- EXERCISE OBJECTIVE
Scan the data below for lines containing the string "UserId" and give only how many there are.

:: DATA

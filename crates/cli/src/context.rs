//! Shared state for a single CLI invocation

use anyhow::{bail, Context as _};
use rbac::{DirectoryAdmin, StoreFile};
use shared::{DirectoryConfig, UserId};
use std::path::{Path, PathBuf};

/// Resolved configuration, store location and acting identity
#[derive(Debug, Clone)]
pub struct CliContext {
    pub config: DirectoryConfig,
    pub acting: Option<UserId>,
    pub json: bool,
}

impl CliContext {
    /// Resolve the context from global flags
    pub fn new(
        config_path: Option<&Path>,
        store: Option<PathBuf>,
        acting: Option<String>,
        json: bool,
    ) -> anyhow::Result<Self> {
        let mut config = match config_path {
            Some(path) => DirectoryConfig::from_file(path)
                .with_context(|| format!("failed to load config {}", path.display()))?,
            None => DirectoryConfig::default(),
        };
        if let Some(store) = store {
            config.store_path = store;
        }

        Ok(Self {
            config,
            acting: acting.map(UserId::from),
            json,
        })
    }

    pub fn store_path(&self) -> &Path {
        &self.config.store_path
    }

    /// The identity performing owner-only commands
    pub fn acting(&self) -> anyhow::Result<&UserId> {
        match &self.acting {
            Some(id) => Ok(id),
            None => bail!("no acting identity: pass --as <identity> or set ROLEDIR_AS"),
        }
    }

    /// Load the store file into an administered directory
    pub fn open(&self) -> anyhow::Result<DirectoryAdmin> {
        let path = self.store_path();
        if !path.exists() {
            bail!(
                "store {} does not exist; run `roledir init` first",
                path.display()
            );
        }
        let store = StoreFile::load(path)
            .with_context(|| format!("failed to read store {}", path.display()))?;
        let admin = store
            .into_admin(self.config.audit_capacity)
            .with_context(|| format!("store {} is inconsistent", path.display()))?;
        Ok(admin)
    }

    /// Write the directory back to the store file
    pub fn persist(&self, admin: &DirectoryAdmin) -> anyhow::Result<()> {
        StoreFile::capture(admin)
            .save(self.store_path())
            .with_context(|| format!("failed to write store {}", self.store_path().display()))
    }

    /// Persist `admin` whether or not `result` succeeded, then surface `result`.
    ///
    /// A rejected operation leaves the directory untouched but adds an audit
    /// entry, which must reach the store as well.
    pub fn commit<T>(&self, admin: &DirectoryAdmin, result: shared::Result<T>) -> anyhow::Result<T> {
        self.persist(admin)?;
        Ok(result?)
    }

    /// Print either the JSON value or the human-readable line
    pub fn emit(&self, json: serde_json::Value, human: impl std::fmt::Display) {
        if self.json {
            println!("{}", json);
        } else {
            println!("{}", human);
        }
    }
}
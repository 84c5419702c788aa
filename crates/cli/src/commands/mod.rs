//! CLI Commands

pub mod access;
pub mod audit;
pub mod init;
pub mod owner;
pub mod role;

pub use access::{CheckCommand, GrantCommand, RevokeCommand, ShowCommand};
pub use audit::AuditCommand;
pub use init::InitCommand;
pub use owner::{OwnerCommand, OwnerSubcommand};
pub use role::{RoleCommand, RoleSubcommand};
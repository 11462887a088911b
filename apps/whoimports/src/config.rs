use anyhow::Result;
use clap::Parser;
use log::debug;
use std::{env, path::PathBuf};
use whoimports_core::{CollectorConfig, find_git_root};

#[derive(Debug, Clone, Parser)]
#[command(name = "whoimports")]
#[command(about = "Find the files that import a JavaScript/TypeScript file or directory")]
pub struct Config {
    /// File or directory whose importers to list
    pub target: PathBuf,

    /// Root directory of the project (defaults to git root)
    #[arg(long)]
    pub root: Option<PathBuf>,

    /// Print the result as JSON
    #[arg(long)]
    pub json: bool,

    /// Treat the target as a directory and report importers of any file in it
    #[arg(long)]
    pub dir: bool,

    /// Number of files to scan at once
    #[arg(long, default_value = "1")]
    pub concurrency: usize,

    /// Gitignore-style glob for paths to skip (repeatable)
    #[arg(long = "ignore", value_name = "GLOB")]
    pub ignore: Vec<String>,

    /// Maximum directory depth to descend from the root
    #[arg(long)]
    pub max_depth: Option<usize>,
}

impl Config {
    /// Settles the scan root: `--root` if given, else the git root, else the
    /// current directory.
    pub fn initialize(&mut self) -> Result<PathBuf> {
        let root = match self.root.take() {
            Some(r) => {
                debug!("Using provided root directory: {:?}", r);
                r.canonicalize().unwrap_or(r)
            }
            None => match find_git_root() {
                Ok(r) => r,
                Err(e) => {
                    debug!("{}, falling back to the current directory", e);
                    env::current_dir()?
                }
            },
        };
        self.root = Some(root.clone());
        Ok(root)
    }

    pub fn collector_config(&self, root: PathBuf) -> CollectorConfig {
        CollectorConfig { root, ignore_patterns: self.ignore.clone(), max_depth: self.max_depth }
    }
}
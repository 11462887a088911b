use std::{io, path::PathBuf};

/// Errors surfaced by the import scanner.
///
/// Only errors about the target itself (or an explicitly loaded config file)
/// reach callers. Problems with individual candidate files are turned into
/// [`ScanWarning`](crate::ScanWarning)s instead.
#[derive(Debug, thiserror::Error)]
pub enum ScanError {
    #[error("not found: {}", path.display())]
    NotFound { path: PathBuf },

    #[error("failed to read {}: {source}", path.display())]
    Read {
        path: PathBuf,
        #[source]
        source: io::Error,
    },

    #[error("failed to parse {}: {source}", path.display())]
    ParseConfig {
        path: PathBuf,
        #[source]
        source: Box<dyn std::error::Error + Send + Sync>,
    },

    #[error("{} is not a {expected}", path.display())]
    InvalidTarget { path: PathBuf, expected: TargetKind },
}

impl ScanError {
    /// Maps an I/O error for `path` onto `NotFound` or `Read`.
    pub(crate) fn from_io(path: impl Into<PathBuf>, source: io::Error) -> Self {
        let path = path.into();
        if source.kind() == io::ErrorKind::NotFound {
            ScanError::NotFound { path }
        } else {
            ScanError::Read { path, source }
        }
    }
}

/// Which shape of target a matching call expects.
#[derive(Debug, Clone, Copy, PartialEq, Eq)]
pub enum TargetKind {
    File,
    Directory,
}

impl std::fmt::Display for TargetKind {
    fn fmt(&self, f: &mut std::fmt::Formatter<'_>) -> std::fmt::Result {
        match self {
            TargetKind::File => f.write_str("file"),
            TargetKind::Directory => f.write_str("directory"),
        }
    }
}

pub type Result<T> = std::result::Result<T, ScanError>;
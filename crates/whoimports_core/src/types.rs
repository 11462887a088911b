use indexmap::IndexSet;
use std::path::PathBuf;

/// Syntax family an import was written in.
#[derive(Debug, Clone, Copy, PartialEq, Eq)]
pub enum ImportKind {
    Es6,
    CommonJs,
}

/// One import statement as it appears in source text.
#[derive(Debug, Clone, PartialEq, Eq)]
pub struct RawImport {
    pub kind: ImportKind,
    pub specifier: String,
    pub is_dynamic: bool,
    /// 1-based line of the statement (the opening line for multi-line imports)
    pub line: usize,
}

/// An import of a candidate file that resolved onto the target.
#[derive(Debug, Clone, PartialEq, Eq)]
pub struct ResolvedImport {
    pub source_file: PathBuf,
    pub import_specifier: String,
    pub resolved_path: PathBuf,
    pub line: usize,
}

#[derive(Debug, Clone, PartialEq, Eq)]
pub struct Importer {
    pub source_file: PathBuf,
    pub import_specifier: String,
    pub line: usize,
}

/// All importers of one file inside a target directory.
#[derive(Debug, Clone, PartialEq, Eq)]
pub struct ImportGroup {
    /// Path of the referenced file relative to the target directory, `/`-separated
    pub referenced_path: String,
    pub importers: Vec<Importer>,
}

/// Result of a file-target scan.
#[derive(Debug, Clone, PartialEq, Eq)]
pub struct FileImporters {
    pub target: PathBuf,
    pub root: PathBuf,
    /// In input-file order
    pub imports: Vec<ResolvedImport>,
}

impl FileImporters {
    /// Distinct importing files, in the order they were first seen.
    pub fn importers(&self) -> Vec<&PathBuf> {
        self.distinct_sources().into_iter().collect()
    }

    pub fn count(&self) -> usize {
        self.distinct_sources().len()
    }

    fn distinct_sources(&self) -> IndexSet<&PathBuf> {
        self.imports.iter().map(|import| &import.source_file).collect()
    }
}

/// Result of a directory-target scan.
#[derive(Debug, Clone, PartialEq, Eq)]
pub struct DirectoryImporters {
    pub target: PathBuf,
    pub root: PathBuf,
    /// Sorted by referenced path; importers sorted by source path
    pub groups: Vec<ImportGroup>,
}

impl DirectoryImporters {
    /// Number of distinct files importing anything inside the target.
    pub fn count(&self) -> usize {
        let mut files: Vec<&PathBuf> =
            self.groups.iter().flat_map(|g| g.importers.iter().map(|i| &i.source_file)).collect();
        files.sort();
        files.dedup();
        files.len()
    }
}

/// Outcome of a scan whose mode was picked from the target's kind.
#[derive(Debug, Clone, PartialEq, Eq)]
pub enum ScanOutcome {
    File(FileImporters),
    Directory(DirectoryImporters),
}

::::

- YOUR SOLUTION
4